» Stored items

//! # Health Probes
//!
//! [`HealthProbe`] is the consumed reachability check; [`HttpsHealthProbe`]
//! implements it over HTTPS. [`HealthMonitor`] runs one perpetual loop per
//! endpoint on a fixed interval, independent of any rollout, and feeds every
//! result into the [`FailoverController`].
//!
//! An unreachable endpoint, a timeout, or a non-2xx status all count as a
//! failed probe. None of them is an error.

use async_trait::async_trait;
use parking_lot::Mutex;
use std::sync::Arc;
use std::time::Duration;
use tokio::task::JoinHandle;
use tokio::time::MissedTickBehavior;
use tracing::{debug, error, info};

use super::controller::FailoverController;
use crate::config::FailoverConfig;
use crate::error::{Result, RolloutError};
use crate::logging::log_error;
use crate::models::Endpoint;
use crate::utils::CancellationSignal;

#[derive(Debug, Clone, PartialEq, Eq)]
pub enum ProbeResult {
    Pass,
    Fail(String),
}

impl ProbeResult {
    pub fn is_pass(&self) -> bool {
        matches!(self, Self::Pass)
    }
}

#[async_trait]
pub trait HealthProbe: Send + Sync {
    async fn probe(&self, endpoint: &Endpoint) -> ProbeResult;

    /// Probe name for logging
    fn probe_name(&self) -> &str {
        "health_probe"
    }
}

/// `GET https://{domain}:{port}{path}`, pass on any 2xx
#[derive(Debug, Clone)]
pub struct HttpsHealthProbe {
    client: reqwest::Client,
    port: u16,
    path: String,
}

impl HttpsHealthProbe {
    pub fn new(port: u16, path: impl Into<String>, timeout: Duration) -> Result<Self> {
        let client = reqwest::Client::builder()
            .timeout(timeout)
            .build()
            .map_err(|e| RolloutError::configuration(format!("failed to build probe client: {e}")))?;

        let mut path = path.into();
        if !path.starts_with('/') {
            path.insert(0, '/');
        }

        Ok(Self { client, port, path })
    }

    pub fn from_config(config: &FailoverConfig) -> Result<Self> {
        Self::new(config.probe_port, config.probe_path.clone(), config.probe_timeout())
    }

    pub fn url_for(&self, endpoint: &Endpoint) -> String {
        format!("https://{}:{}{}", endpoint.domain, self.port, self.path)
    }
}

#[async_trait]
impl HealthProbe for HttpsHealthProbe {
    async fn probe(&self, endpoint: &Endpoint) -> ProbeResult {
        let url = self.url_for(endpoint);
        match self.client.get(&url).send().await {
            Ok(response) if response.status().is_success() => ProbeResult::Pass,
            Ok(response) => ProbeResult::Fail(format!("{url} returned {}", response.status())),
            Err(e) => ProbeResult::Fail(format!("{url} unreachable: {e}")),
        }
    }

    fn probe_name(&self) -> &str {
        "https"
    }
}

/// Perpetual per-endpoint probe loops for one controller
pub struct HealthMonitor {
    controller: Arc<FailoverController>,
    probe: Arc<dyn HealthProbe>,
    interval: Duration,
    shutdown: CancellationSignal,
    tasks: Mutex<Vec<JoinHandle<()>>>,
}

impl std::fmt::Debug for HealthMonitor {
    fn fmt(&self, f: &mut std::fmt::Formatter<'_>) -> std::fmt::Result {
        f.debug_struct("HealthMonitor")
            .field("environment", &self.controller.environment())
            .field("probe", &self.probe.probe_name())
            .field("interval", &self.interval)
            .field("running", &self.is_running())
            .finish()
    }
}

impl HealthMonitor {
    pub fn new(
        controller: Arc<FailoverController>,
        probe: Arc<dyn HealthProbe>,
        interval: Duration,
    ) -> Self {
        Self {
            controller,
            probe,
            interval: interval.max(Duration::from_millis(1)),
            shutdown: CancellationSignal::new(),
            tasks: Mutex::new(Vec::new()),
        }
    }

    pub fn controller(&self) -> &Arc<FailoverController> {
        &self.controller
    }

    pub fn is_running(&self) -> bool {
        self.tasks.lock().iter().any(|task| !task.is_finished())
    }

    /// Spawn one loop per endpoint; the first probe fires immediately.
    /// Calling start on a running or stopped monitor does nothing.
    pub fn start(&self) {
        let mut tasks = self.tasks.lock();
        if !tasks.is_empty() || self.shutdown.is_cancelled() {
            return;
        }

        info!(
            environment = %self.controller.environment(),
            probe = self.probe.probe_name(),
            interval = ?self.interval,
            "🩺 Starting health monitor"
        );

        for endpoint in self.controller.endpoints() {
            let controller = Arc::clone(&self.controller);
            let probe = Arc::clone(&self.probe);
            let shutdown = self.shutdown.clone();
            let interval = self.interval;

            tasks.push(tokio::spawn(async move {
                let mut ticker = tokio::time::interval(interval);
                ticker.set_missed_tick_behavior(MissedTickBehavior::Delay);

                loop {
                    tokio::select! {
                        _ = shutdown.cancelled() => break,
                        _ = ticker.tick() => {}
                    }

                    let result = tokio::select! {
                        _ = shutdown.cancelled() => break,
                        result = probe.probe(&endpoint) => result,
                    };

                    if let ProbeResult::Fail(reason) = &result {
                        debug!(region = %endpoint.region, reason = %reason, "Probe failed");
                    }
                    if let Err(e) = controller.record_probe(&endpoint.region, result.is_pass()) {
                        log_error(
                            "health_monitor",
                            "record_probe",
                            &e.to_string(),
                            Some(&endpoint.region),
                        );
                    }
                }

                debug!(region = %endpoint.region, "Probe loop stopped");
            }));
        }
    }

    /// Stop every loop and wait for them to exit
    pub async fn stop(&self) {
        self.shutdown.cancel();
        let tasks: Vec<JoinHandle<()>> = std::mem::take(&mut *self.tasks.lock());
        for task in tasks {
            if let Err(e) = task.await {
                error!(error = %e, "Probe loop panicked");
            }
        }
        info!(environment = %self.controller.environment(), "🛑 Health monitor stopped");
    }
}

» Task to complete
Word for word, transcribe each of the entries above.

» Written response
//! # Health Probes
//!
//! [`HealthProbe`] is the consumed reachability check; [`HttpsHealthProbe`]
//! implements it over HTTPS. [`HealthMonitor`] runs one perpetual loop per
//! endpoint on a fixed interval, independent of any rollout, and feeds every
//! result into the [`FailoverController`].
//!
//! An unreachable endpoint, a timeout, or a non-2xx status all count as a
//! failed probe. None of them is an error.

use async_trait::async_trait;
use parking_lot::Mutex;
use std::sync::Arc;
use std::time::Duration;
use tokio::task::JoinHandle;
use tokio::time::MissedTickBehavior;
use tracing::{debug, error, info};

use super::controller::FailoverController;
use crate::config::FailoverConfig;
use crate::error::{Result, RolloutError};
use crate::logging::log_error;
use crate::models::Endpoint;
use crate::utils::CancellationSignal;

#[derive(Debug, Clone, PartialEq, Eq)]
pub enum ProbeResult {
    Pass,
    Fail(String),
}

impl ProbeResult {
    pub fn is_pass(&self) -> bool {
        matches!(self, Self::Pass)
    }
}

#[async_trait]
pub trait HealthProbe: Send + Sync {
    async fn probe(&self, endpoint: &Endpoint) -> ProbeResult;

    /// Probe name for logging
    fn probe_name(&self) -> &str {
        "health_probe"
    }
}

/// `GET https://{domain}:{port}{path}`, pass on any 2xx
#[derive(Debug, Clone)]
pub struct HttpsHealthProbe {
    client: reqwest::Client,
    port: u16,
    path: String,
}

impl HttpsHealthProbe {
    pub fn new(port: u16, path: impl Into<String>, timeout: Duration) -> Result<Self> {
        let client = reqwest::Client::builder()
            .timeout(timeout)
            .build()
            .map_err(|e| RolloutError::configuration(format!("failed to build probe client: {e}")))?;

        let mut path = path.into();
        if !path.starts_with('/') {
            path.insert(0, '/');
        }

        Ok(Self { client, port, path })
    }

    pub fn from_config(config: &FailoverConfig) -> Result<Self> {
        Self::new(config.probe_port, config.probe_path.clone(), config.probe_timeout())
    }

    pub fn url_for(&self, endpoint: &Endpoint) -> String {
        format!("https://{}:{}{}", endpoint.domain, self.port, self.path)
    }
}

#[async_trait]
impl HealthProbe for HttpsHealthProbe {
    async fn probe(&self, endpoint: &Endpoint) -> ProbeResult {
        let url = self.url_for(endpoint);
        match self.client.get(&url).send().await {
            Ok(response) if response.status().is_success() => ProbeResult::Pass,
            Ok(response) => ProbeResult::Fail(format!("{url} returned {}", response.status())),
            Err(e) => ProbeResult::Fail(format!("{url} unreachable: {e}")),
        }
    }

    fn probe_name(&self) -> &str {
        "https"
    }
}

/// Perpetual per-endpoint probe loops for one controller
pub struct HealthMonitor {
    controller: Arc<FailoverController>,
    probe: Arc<dyn HealthProbe>,
    interval: Duration,
    shutdown: CancellationSignal,
    tasks: Mutex<Vec<JoinHandle<()>>>,
}

impl std::fmt::Debug for HealthMonitor {
    fn fmt(&self, f: &mut std::fmt::Formatter<'_>) -> std::fmt::Result {
        f.debug_struct("HealthMonitor")
            .field("environment", &self.controller.environment())
            .field("probe", &self.probe.probe_name())
            .field("interval", &self.interval)
            .field("running", &self.is_running())
            .finish()
    }
}

impl HealthMonitor {
    pub fn new(
        controller: Arc<FailoverController>,
        probe: Arc<dyn HealthProbe>,
        interval: Duration,
    ) -> Self {
        Self {
            controller,
            probe,
            interval: interval.max(Duration::from_millis(1)),
            shutdown: CancellationSignal::new(),
            tasks: Mutex::new(Vec::new()),
        }
    }

    pub fn controller(&self) -> &Arc<FailoverController> {
        &self.controller
    }

    pub fn is_running(&self) -> bool {
        self.tasks.lock().iter().any(|task| !task.is_finished())
    }

    /// Spawn one loop per endpoint; the first probe fires immediately.
    /// Calling start on a running or stopped monitor does nothing.
    pub fn start(&self) {
        let mut tasks = self.tasks.lock();
        if !tasks.is_empty() || self.shutdown.is_cancelled() {
            return;
        }

        info!(
            environment = %self.controller.environment(),
            probe = self.probe.probe_name(),
            interval = ?self.interval,
            "🩺 Starting health monitor"
        );

        for endpoint in self.controller.endpoints() {
            let controller = Arc::clone(&self.controller);
            let probe = Arc::clone(&self.probe);
            let shutdown = self.shutdown.clone();
            let interval = self.interval;

            tasks.push(tokio::spawn(async move {
                let mut ticker = tokio::time::interval(interval);
                ticker.set_missed_tick_behavior(MissedTickBehavior::Delay);

                loop {
                    tokio::select! {
                        _ = shutdown.cancelled() => break,
                        _ = ticker.tick() => {}
                    }

                    let result = tokio::select! {
                        _ = shutdown.cancelled() => break,
                        result = probe.probe(&endpoint) => result,
                    };

                    if let ProbeResult::Fail(reason) = &result {
                        debug!(region = %endpoint.region, reason = %reason, "Probe failed");
                    }
                    if let Err(e) = controller.record_probe(&endpoint.region, result.is_pass()) {
                        log_error(
                            "health_monitor",
                            "record_probe",
                            &e.to_string(),
                            Some(&endpoint.region),
                        );
                    }
                }

                debug!(region = %endpoint.region, "Probe loop stopped");
            }));
        }
    }

    /// Stop every loop and wait for them to exit
    pub async fn stop(&self) {
        self.shutdown.cancel();
        let tasks: Vec<JoinHandle<()>> = std::mem::take(&mut *self.tasks.lock());
        for task in tasks {
            if let Err(e) = task.await {
                error!(error = %e, "Probe loop panicked");
            }
        }
        info!(environment = %self.controller.environment(), "🛑 Health monitor stopped");
    }
}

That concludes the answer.